Have I finally cracked it?! :?
 
Shifty Geezer said:
Laa-Yosh said:
(Z/stencil rendering, alpha blended polygon rendering, overdraw, etc.) into a far smaller amount of bandwith, thus it is likely that it'll become bottlenecked by it.
So all this stuff is happening on the eDRAM by the logic on the eDRAM then? What we're saying is ATI moved the most common and bandwidth intensive aspects of rendering onto a small partner-chip, with lots of local storage and enough logic to do this work at high speed? they've taken this logic AWAY from the main GPU and all it's shaders, to localise it onto a fastest area. This eDRAM isn't enough room for a full high-res backbuffer, so the scene is divided into tiles, sent 35 GB/s to the eDRAM, where the logic does it's fast thing, and then the front-buffer is composed from several writes from the eDRAM.

Have I finally cracked it?! :?

George i think he's got it! :D

From I read yeah thats it. Those 192 fpus maybe the "hard work" MS was talking about doing *shrug*.


Question: Does daughter die able to write tiles directly to memory or does the main die have o assemble the tiles into a frame before posting to memory?

Also how many tiles is that? 192 tiles? (one for each fpu) or something like a batch where 4 groups of 48 fpus (= 192) are dedicated to backbuffer work every frame?

I'm doing my best to keep up with you guys so I'm asking a lot of questions. This isnt my normal field of expertise but it is so damned interesting that I really want to learn how it works :oops:
 
Laa-Yosh said:
RSX on the other hand has to fit all its backbuffer operations (Z/stencil rendering, alpha blended polygon rendering, overdraw, etc.) into a far smaller amount of bandwith, thus it is likely that it'll become bottlenecked by it.
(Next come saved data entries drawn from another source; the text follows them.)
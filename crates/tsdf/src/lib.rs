//! High-level entry crate for `tsdf-rs`.
//!
//! Fuses a sequence of depth maps, each with a world-to-camera pose, into a
//! dense truncated signed distance grid.
//!
//! ## Fusing frames directly
//!
//! ```no_run
//! use tsdf::prelude::*;
//!
//! # fn main() -> Result<(), Box<dyn std::error::Error>> {
//! let intrinsics = PinholeIntrinsics::new(525.0, 319.5, 239.5).with_image_size(640, 480);
//! let mut volume = TsdfVolume::new(FusionConfig::default(), intrinsics)?;
//!
//! let depth = DepthMap::filled(640, 480, 1.2);
//! let stats = volume.integrate(&depth, &Iso3::identity())?;
//! println!("fused {} voxels", stats.fused);
//! # Ok(())
//! # }
//! ```
//!
//! ## Reconstructing a dataset directory
//!
//! ```no_run
//! use tsdf::pipeline::{run_reconstruction, ReconstructionConfig};
//!
//! # fn main() -> anyhow::Result<()> {
//! let run = run_reconstruction("data/scene".as_ref(), &ReconstructionConfig::default())?;
//! println!("{} observed voxels", run.report.observed_voxels);
//! tsdf::io::write_snapshot("grid.json".as_ref(), &run.volume.snapshot())?;
//! # Ok(())
//! # }
//! ```
//!
//! ## Module Organization
//!
//! - **[`core`]**: math types, intrinsics, poses, depth maps, synthetic scenes
//! - **[`fusion`]**: voxel grid and the per-frame integration stages
//! - **[`io`]**: COLMAP models, depth frames, grid export
//! - **[`pipeline`]**: dataset-level runs and reports
//! - **[`prelude`]**: convenient re-exports

/// Math types, camera model, poses and depth maps.
pub mod core {
    pub use tsdf_core::*;
}

/// Voxel grid, projection, depth validation and the running-average update.
pub mod fusion {
    pub use tsdf_fusion::*;
}

/// Dataset loaders and grid export.
pub mod io {
    pub use tsdf_io::*;
}

/// Whole-dataset reconstruction runs.
pub mod pipeline {
    pub use tsdf_pipeline::*;
}

/// Import with `use tsdf::prelude::*;`.
pub mod prelude {
    pub use crate::core::{
        DepthMap, Iso3, PinholeIntrinsics, PoseConvention, Pt3, Real, Scalar, Vec3,
    };
    pub use crate::fusion::{
        FrameStats, FusionConfig, FusionError, GridSnapshot, TsdfVolume, VoxelGrid,
    };
    pub use crate::io::Dataset;
    pub use crate::pipeline::{
        run_reconstruction, FusionReport, Reconstruction, ReconstructionConfig,
    };
}
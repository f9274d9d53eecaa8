//! Truncated signed distance computation and running-average merge.

use nalgebra::Point3;
use rayon::prelude::*;
use tsdf_core::Scalar;

use crate::{FusionError, VoxelGrid, Weight};

/// Outcome of merging one frame into the grid.
#[derive(Clone, Copy, Debug, Default, PartialEq, Eq)]
pub struct UpdateStats {
    /// Voxels whose value and weight were updated.
    pub fused: usize,
    /// Fused voxels whose weight was already at [`Weight::MAX`].
    pub saturated: usize,
}

/// Computes per-voxel TSDF samples and blends them into the grid.
///
/// Sign convention: positive values lie between the camera and the observed
/// surface (free space), negative values behind it.
#[derive(Clone, Copy, Debug)]
pub struct FusionUpdater {
    truncation: Scalar,
}

impl FusionUpdater {
    pub fn new(truncation_threshold: Scalar) -> Self {
        Self {
            truncation: truncation_threshold,
        }
    }

    pub fn truncation_threshold(&self) -> Scalar {
        self.truncation
    }

    /// Normalised TSDF sample for a voxel at camera depth `z` seen at depth `d`.
    ///
    /// Returns `None` unless `d > 0` and `|d - z| < truncation`.
    #[inline]
    pub fn tsdf_sample(&self, d: Scalar, z: Scalar) -> Option<Scalar> {
        if !(d > 0.0) {
            return None;
        }
        let sdf = d - z;
        (sdf > -self.truncation && sdf < self.truncation).then(|| sdf / self.truncation)
    }

    /// Merge the samples of the masked voxels into `grid`.
    ///
    /// `camera_points` and `mask` are indexed like the grid; `depths` holds one
    /// sample per `true` entry of `mask`, in voxel order.
    pub fn update(
        &self,
        grid: &mut VoxelGrid,
        camera_points: &[Point3<Scalar>],
        mask: &[bool],
        depths: &[Scalar],
    ) -> Result<UpdateStats, FusionError> {
        check_len("camera points", grid.len(), camera_points.len())?;
        check_len("mask", grid.len(), mask.len())?;
        let masked = mask.par_iter().filter(|m| **m).count();
        check_len("masked depths", masked, depths.len())?;

        let mut samples: Vec<Option<Scalar>> = vec![None; grid.len()];
        let masked_voxels = mask
            .iter()
            .enumerate()
            .filter_map(|(voxel, m)| m.then_some(voxel));
        for (voxel, &d) in masked_voxels.zip(depths) {
            samples[voxel] = self.tsdf_sample(d, camera_points[voxel].z);
        }

        let (tsdf, weight) = grid.values_mut();
        let (fused, saturated) = tsdf
            .par_iter_mut()
            .zip(weight.par_iter_mut())
            .zip(samples.par_iter())
            .filter_map(|((t, w), s)| s.map(|s| merge(t, w, s)))
            .fold(
                || (0usize, 0usize),
                |(fused, saturated), sat| (fused + 1, saturated + usize::from(sat)),
            )
            .reduce(|| (0, 0), |a, b| (a.0 + b.0, a.1 + b.1));

        Ok(UpdateStats { fused, saturated })
    }
}

/// Unit-weight incremental mean. Returns `true` if the weight was saturated.
///
/// A saturated weight stays at `Weight::MAX` and keeps blending new samples
/// with that fixed weight instead of wrapping.
#[inline]
fn merge(tsdf: &mut Scalar, weight: &mut Weight, sample: Scalar) -> bool {
    let w_old = *weight as Scalar;
    *tsdf = (w_old * *tsdf + sample) / (w_old + 1.0);
    match weight.checked_add(1) {
        Some(w) => {
            *weight = w;
            false
        }
        None => true,
    }
}

fn check_len(what: &'static str, expected: usize, actual: usize) -> Result<(), FusionError> {
    if expected == actual {
        Ok(())
    } else {
        Err(FusionError::LengthMismatch {
            what,
            expected,
            actual,
        })
    }
}

#[cfg(test)]
mod tests {
    use super::*;

    #[test]
    fn tsdf_sample_band_is_open() {
        let u = FusionUpdater::new(0.1);
        assert_eq!(u.tsdf_sample(1.0, 1.0), Some(0.0));
        assert!((u.tsdf_sample(1.0, 0.95).unwrap() - 0.5).abs() < 1e-5);
        assert!((u.tsdf_sample(1.0, 1.05).unwrap() + 0.5).abs() < 1e-5);
        assert_eq!(u.tsdf_sample(1.0, 0.8), None);
        assert_eq!(u.tsdf_sample(1.0, 1.2), None);
        assert_eq!(u.tsdf_sample(0.0, 0.0), None);
        assert_eq!(u.tsdf_sample(-1.0, -1.0), None);
        assert_eq!(u.tsdf_sample(Scalar::NAN, 1.0), None);
    }

    #[test]
    fn merge_is_a_running_mean() {
        let (mut t, mut w) = (1.0, 0);
        merge(&mut t, &mut w, 0.5);
        assert_eq!((t, w), (0.5, 1));
        merge(&mut t, &mut w, -0.5);
        assert_eq!((t, w), (0.0, 2));
        merge(&mut t, &mut w, 0.3);
        assert!((t - 0.1).abs() < 1e-6);
        assert_eq!(w, 3);
    }

    #[test]
    fn merge_saturates_instead_of_wrapping() {
        let (mut t, mut w) = (0.0, Weight::MAX);
        assert!(merge(&mut t, &mut w, 1.0));
        assert_eq!(w, Weight::MAX);
        assert!(t > 0.0 && t < 1e-4);
    }

    #[test]
    fn update_touches_only_accepted_voxels() {
        let mut grid = VoxelGrid::new(2, 1.0).unwrap();
        let n = grid.len();
        let camera_points = vec![Point3::new(0.0, 0.0, 1.0); n];
        let mut mask = vec![false; n];
        mask[1] = true;
        mask[3] = true;
        mask[6] = true;
        // voxel 1 accepted, 3 outside the band, 6 invalid depth
        let depths = [1.05, 2.0, 0.0];

        let stats = FusionUpdater::new(0.1)
            .update(&mut grid, &camera_points, &mask, &depths)
            .unwrap();
        assert_eq!(stats, UpdateStats { fused: 1, saturated: 0 });
        assert_eq!(grid.weights()[1], 1);
        assert!((grid.tsdf()[1] - 0.5).abs() < 1e-5);
        for i in [0, 2, 3, 4, 5, 6, 7] {
            assert_eq!(grid.weights()[i], 0);
            assert_eq!(grid.tsdf()[i], 1.0);
        }
    }

    #[test]
    fn update_rejects_mismatched_buffers() {
        let mut grid = VoxelGrid::new(2, 1.0).unwrap();
        let n = grid.len();
        let points = vec![Point3::origin(); n];
        let updater = FusionUpdater::new(0.1);

        let err = updater
            .update(&mut grid, &points[..3], &vec![false; n], &[])
            .unwrap_err();
        assert!(matches!(err, FusionError::LengthMismatch { .. }));

        let err = updater
            .update(&mut grid, &points, &vec![true; n], &[1.0])
            .unwrap_err();
        assert!(matches!(
            err,
            FusionError::LengthMismatch {
                expected: 8,
                actual: 1,
                ..
            }
        ));
        assert_eq!(grid.observed_count(), 0);
    }
}
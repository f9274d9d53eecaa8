use std::{fs, path::Path, path::PathBuf};

use anyhow::{Context, Result};
use clap::Parser;
use log::info;
use tsdf_core::{PoseConvention, Scalar};
use tsdf_fusion::FusionConfig;
use tsdf_pipeline::{run_reconstruction, FusionReport, ReconstructionConfig, DEFAULT_DEPTH_SCALE};

/// Fuse the depth frames of a dataset directory into a TSDF voxel grid.
#[derive(Debug, Parser)]
#[command(author, version, about = "TSDF depth fusion")]
struct Args {
    /// Dataset root containing cameras.txt, images.txt and depth/.
    #[arg(long)]
    dataset: PathBuf,

    /// Optional path to JSON FusionConfig. Defaults are used if omitted.
    #[arg(long)]
    config: Option<PathBuf>,

    /// Grid side length in voxels.
    #[arg(long)]
    resolution: Option<usize>,

    /// Depth samples beyond this distance (metres) are ignored.
    #[arg(long)]
    max_depth: Option<Scalar>,

    /// Truncation band half-width in metres.
    #[arg(long)]
    truncation: Option<Scalar>,

    /// Voxel edge length in metres.
    #[arg(long)]
    voxel_scale: Option<Scalar>,

    /// Divisor converting integer depth units to metres.
    #[arg(long, default_value_t = DEFAULT_DEPTH_SCALE)]
    depth_scale: Scalar,

    /// images.txt stores camera-to-world poses instead of COLMAP's world-to-camera.
    #[arg(long)]
    camera_to_world: bool,

    /// Integrate at most this many frames.
    #[arg(long)]
    max_frames: Option<usize>,

    /// Write the fused grid as JSON to this path.
    #[arg(long)]
    export: Option<PathBuf>,
}

fn load_json_file<T: serde::de::DeserializeOwned>(path: &Path) -> Result<T> {
    let data = fs::read_to_string(path)
        .with_context(|| format!("failed to read {}", path.display()))?;
    let value = serde_json::from_str(&data)
        .with_context(|| format!("failed to parse {}", path.display()))?;
    Ok(value)
}

fn build_config(args: &Args) -> Result<ReconstructionConfig> {
    let mut fusion = match &args.config {
        Some(path) => load_json_file::<FusionConfig>(path)?,
        None => FusionConfig::default(),
    };
    if let Some(resolution) = args.resolution {
        fusion.resolution = resolution;
    }
    if let Some(max_depth) = args.max_depth {
        fusion.max_depth = max_depth;
    }
    if let Some(truncation) = args.truncation {
        fusion.truncation_threshold = truncation;
    }
    if let Some(voxel_scale) = args.voxel_scale {
        fusion.voxel_scale = voxel_scale;
    }

    Ok(ReconstructionConfig {
        fusion,
        depth_scale: args.depth_scale,
        pose_convention: if args.camera_to_world {
            PoseConvention::CameraToWorld
        } else {
            PoseConvention::WorldToCamera
        },
        max_frames: args.max_frames,
    })
}

fn run_from_args(args: &Args) -> Result<FusionReport> {
    let config = build_config(args)?;
    let run = run_reconstruction(&args.dataset, &config)
        .with_context(|| format!("reconstruction of {} failed", args.dataset.display()))?;

    if let Some(path) = &args.export {
        tsdf_io::write_snapshot(path, &run.volume.snapshot())?;
    }
    Ok(run.report)
}

fn main() {
    if let Err(err) = try_main() {
        eprintln!("error: {err:#}");
        std::process::exit(1);
    }
}

fn try_main() -> Result<()> {
    env_logger::Builder::from_env(env_logger::Env::default().default_filter_or("info")).init();
    let args = Args::parse();
    info!("reconstructing {}", args.dataset.display());
    let report = run_from_args(&args)?;
    println!("{}", serde_json::to_string_pretty(&report)?);
    Ok(())
}
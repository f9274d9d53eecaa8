//! Voxel-to-pixel projection.

use nalgebra::Point3;
use rayon::prelude::*;
use tsdf_core::{Iso3, PinholeIntrinsics, PixelIndex, Real, Scalar};

/// Voxel centres expressed in one camera's frame and image.
///
/// Both buffers are indexed like the grid.
#[derive(Clone, Debug, Default)]
pub struct ProjectedVoxels {
    /// `camera_se3_world * center` for every voxel.
    pub camera_points: Vec<Point3<Scalar>>,
    /// Rounded pixel of every voxel; `None` when the voxel is on or behind the
    /// image plane or its projection is not finite.
    pub pixels: Vec<Option<PixelIndex>>,
}

impl ProjectedVoxels {
    /// Number of voxels that produced a pixel coordinate.
    pub fn projected_count(&self) -> usize {
        self.pixels.par_iter().filter(|p| p.is_some()).count()
    }
}

/// Maps voxel centres into pixel space with a pinhole camera.
#[derive(Clone, Debug)]
pub struct Projector {
    intrinsics: PinholeIntrinsics,
}

impl Projector {
    pub fn new(intrinsics: PinholeIntrinsics) -> Self {
        Self { intrinsics }
    }

    pub fn intrinsics(&self) -> &PinholeIntrinsics {
        &self.intrinsics
    }

    /// Transform every centre into the camera frame and project it.
    ///
    /// No bounds checking is done here; a pixel may be negative or beyond
    /// the image. Geometry is evaluated in [`Real`] precision.
    pub fn project(&self, centers: &[Point3<Scalar>], camera_se3_world: &Iso3) -> ProjectedVoxels {
        let (camera_points, pixels) = centers
            .par_iter()
            .map(|center| {
                let p_c = camera_se3_world.transform_point(&center.cast::<Real>());
                (p_c.cast::<Scalar>(), self.intrinsics.project(&p_c))
            })
            .unzip();

        ProjectedVoxels {
            camera_points,
            pixels,
        }
    }
}
use axum::{extract::Request, routing::MethodFilter};

use crate::modules::health::controller;
use crate::modules::users::UserStore;
use crate::web::{App, Context, handler};

pub fn init_health_routes(app: &mut App, version: &str, store: &UserStore) {
    app.handle(
        MethodFilter::GET,
        version,
        "/liveness",
        handler(controller::liveness),
        &[],
    );

    let store = store.clone();
    app.handle(
        MethodFilter::GET,
        version,
        "/readiness",
        handler(move |ctx: Context, req: Request| controller::readiness(store.clone(), ctx, req)),
        &[],
    );
}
It'll be bottlenecked, but not crippled. The system can use both XDR and GDDR so it has over 40Gb/s bandwidth, and if you count 4:1 compression in MSAA modes, you wind up with 100+Gb/s. Hier-Z saves on z-reads/clears/writes as well. Given that a 6800 Ultra with 35Gb/s can hit 4500+Mpix/s today, an RSX should be able to hit about 3Mpix/s. But in stencil/z mode, it can go over 15Gpix/s easily.


I'd also emphasize the Xenos's ability to read/write the CPU L2 cache. This should allow games to stream content like this:

Compressed stuff in main memory -> uncompressing on CPU into L2 cache -> process on Xenos into rendered image in EDRAM -> output to the framebuffer

And why can't CELL+RSX to this?

Compressed stuff in main memory -> DMA'ed to SPE SRAM + decompress in SPE -> process on RSX via FlexIO -> rendered image in GDDR3 -> RAMDAC/TDMS.

This method utilizes a very small amount of the main system memory bandwith, especially compared to doing the same on PS3. For example you could do a lot of procedural textures and geometry this way.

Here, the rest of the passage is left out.